What is happening, in Britain particularly, is if you look at the GMC report for 2014 the number of cases of negligence being referred to the GMC is rising. The number of people being struck off is rising. The number of people to whom sanctions are being applied is rising. The amount of money paid out in compensation is rising. So eventually the government and the GMC will say, “We have to do something about this.” Now, what they have up until now rested their hopes on has been revalidation which I believe to be simply a punitive bureaucratic instrument which I do not believe will improve clinical performance. Now that’s just, if you like, a prejudice on my part but I’m not aware of any comparable situation anywhere else where an instrument like that has resulted in doctors performing at a higher level. So if it comes home to them that the situation in terms of professional performance is going in the wrong direction, eventually it might dawn on them that the obvious solution is to invest in CME/CPD, in other words, to use a carrot for the doctors instead of a stick, revalidation being the stick.
How do you think the accreditation process should work?
I’ve always taken the view that the American system of accrediting the providers rather than the individual educational activities is more sensible.
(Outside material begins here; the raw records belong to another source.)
#[cfg(test)]
mod tests {
    use super::*;
    use chrono::{Duration, TimeZone, Utc};
    use finsync_core::{Bill, TransactionType};
    use finsync_storage::MemoryStore;
    use rust_decimal_macros::dec;

    fn tx(account_id: Uuid, description: &str, amount: Decimal, day: u32, created_offset: i64) -> Transaction {
        let created = Utc.with_ymd_and_hms(2026, 3, 1, 12, 0, 0).unwrap() + Duration::minutes(created_offset);
        Transaction {
            id: Uuid::new_v4(),
            user_id: "user-1".into(),
            account_id,
            external_id: Uuid::new_v4().to_string(),
            description: description.into(),
            category: None,
            status: "POSTED".into(),
            notes: None,
            amount,
            transaction_date: NaiveDate::from_ymd_opt(2026, 3, day).unwrap(),
            transaction_type: TransactionType::Debit,
            provider_created_at: None,
            provider_updated_at: None,
            manipulated: false,
            considered: true,
            original_description: None,
            original_category: None,
            duplicate_of: None,
            created_at: created,
            updated_at: created,
        }
    }

    fn detector(store: &Arc<MemoryStore>) -> DuplicateDetector {
        DuplicateDetector::new(store.clone(), store.clone(), DuplicateConfig::default())
    }

    #[test]
    fn groups_respect_tolerance_and_description() {
        let account = Uuid::new_v4();
        let a = tx(account, "Padaria  Pão*Quente", dec!(-12.50), 1, 0);
        let b = tx(account, "padaria pão quente", dec!(-12.5), 4, 1);
        let c = tx(account, "padaria pão quente", dec!(-12.50), 9, 2);
        let d = tx(account, "mercado", dec!(-12.50), 1, 3);

        let groups = find_duplicate_groups(&[a.clone(), b.clone(), c, d], 3);
        assert_eq!(
            groups,
            vec![DuplicateGroup {
                canonical: a.id,
                duplicates: vec![b.id],
            }]
        );
    }

    #[test]
    fn canonical_is_earliest_created_not_earliest_dated() {
        let account = Uuid::new_v4();
        let later_dated = tx(account, "uber trip", dec!(-30), 2, 0);
        let earlier_dated = tx(account, "uber trip", dec!(-30), 1, 10);
        let groups = find_duplicate_groups(&[earlier_dated.clone(), later_dated.clone()], 3);
        assert_eq!(groups[0].canonical, later_dated.id);
        assert_eq!(groups[0].duplicates, vec![earlier_dated.id]);
    }

    #[tokio::test]
    async fn two_payments_one_day_apart_mark_the_later_created() {
        let store = Arc::new(MemoryStore::new());
        let account = Uuid::new_v4();
        let first = tx(account, "PIX Maria Silva", dec!(150.00), 10, 0);
        let second = tx(account, "pix - maria silva", dec!(150.00), 11, 5);
        store.insert_transaction(first.clone()).await;
        store.insert_transaction(second.clone()).await;

        let result = detector(&store)
            .check_all_user_transactions(&SyncContext::new(), "user-1")
            .await
            .expect("check");
        assert_eq!(result.transactions_checked, 2);
        assert_eq!(result.duplicates_found, 1);
        assert_eq!(result.duplicates_marked, 1);

        let kept = TransactionRepository::get_by_id(store.as_ref(), first.id)
            .await
            .expect("get")
            .expect("row");
        let marked = TransactionRepository::get_by_id(store.as_ref(), second.id)
            .await
            .expect("get")
            .expect("row");
        assert!(!kept.is_duplicate());
        assert_eq!(marked.duplicate_of, Some(first.id));

        let rerun = detector(&store)
            .check_all_user_transactions(&SyncContext::new(), "user-1")
            .await
            .expect("rerun");
        assert_eq!((rerun.duplicates_found, rerun.duplicates_marked), (0, 0));
    }

    fn bill(account_id: Uuid, day: u32, total: Decimal, payment: Option<Uuid>) -> Bill {
        let now = Utc::now();
        Bill {
            id: Uuid::new_v4(),
            user_id: "user-1".into(),
            account_id,
            external_id: Uuid::new_v4().to_string(),
            due_date: NaiveDate::from_ymd_opt(2026, 3, day).unwrap(),
            total_amount: total,
            minimum_payment: None,
            currency_code: "BRL".into(),
            status: "CLOSED".into(),
            payment_transaction_id: payment,
            created_at: now,
            updated_at: now,
        }
    }

    async fn check_bill(store: &Arc<MemoryStore>, account: Uuid, day: u32) -> (usize, usize) {
        detector(store)
            .check_bill_for_duplicates(
                &SyncContext::new(),
                account,
                NaiveDate::from_ymd_opt(2026, 3, day).unwrap(),
                dec!(150.00),
                "user-1",
            )
            .await
            .expect("bill check")
    }

    #[tokio::test]
    async fn bill_pass_only_marks_same_description_and_sign() {
        let store = Arc::new(MemoryStore::new());
        let account = Uuid::new_v4();
        let payment = tx(account, "PAGAMENTO FATURA", dec!(-150.00), 10, 0);
        let repeat = tx(account, "pagamento - fatura", dec!(-150.00), 11, 5);
        let pharmacy = tx(account, "FARMACIA SAO JOAO", dec!(-150.00), 8, 1);
        let mut refund = tx(account, "pagamento fatura", dec!(150.00), 12, 2);
        refund.transaction_type = TransactionType::Credit;
        for row in [&payment, &repeat, &pharmacy, &refund] {
            store.insert_transaction(row.clone()).await;
        }
        store.insert_bill(bill(account, 10, dec!(150.00), Some(payment.id))).await;

        assert_eq!(check_bill(&store, account, 10).await, (1, 1));

        let get = |id| {
            let store = store.clone();
            async move {
                TransactionRepository::get_by_id(store.as_ref(), id)
                    .await
                    .expect("get")
                    .expect("row")
            }
        };
        assert_eq!(get(repeat.id).await.duplicate_of, Some(payment.id));
        assert!(!get(payment.id).await.is_duplicate());
        assert!(!get(pharmacy.id).await.is_duplicate());
        assert!(!get(refund.id).await.is_duplicate());
    }

    #[tokio::test]
    async fn overlapping_bills_agree_on_the_earliest_created_payment() {
        let store = Arc::new(MemoryStore::new());
        let account = Uuid::new_v4();
        let late = tx(account, "pagamento fatura", dec!(-150.00), 10, 5);
        let early = tx(account, "pagamento fatura", dec!(-150.00), 11, 0);
        store.insert_transaction(late.clone()).await;
        store.insert_transaction(early.clone()).await;
        store.insert_bill(bill(account, 10, dec!(150.00), Some(late.id))).await;
        store.insert_bill(bill(account, 12, dec!(150.00), Some(early.id))).await;

        assert_eq!(check_bill(&store, account, 10).await, (1, 1));
        assert_eq!(check_bill(&store, account, 12).await, (0, 0));

        let late = TransactionRepository::get_by_id(store.as_ref(), late.id)
            .await
            .expect("get")
            .expect("row");
        assert_eq!(late.duplicate_of, Some(early.id));
    }

    #[tokio::test]
    async fn multi_user_scan_reports_every_user() {
        let store = Arc::new(MemoryStore::new());
        let account = Uuid::new_v4();
        store.insert_transaction(tx(account, "cafe", dec!(-8), 1, 0)).await;
        store.insert_transaction(tx(account, "cafe", dec!(-8), 2, 1)).await;

        let users = vec!["user-1".to_string(), "user-2".to_string()];
        let results = detector(&store)
            .with_workers(2)
            .check_all_users_transactions(&SyncContext::new(), &users)
            .await;
        assert_eq!(results.len(), 2);
        assert_eq!(results["user-1"].duplicates_marked, 1);
        assert_eq!(results["user-2"], DuplicateCheckResult::default());
    }

    #[tokio::test]
    async fn cancelled_scan_lands_in_each_user_result() {
        let store = Arc::new(MemoryStore::new());
        let ctx = SyncContext::new();
        ctx.cancel();
        let results = detector(&store)
            .check_all_users_transactions(&ctx, &["user-1".to_string()])
            .await;
        assert_eq!(results["user-1"].errors, vec!["sync cancelled".to_string()]);
    }
}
It’s cheaper, it works more easily, it’s got an economy of scale and probably it is more likely to improve the quality of the education. Whereas in Europe we do activity accreditation which is a prospective system where we look at activities which haven’t taken place yet and try to accredit them on the basis of what the programme looks like. We’ve no idea how it will actually play out in reality so it’s very difficult to make a judgement on it. Whereas provider accreditation, you are accrediting providers on the basis of their past record which you can scrutinise.
How likely is it that those changes will take place?
I think it’s possibly likely that a hybrid system will be adopted over the next few years whereby the major providers will be accredited as such whereas minor providers who just put on a few activities, their activities will continue to be accredited on the basis of activity accreditation.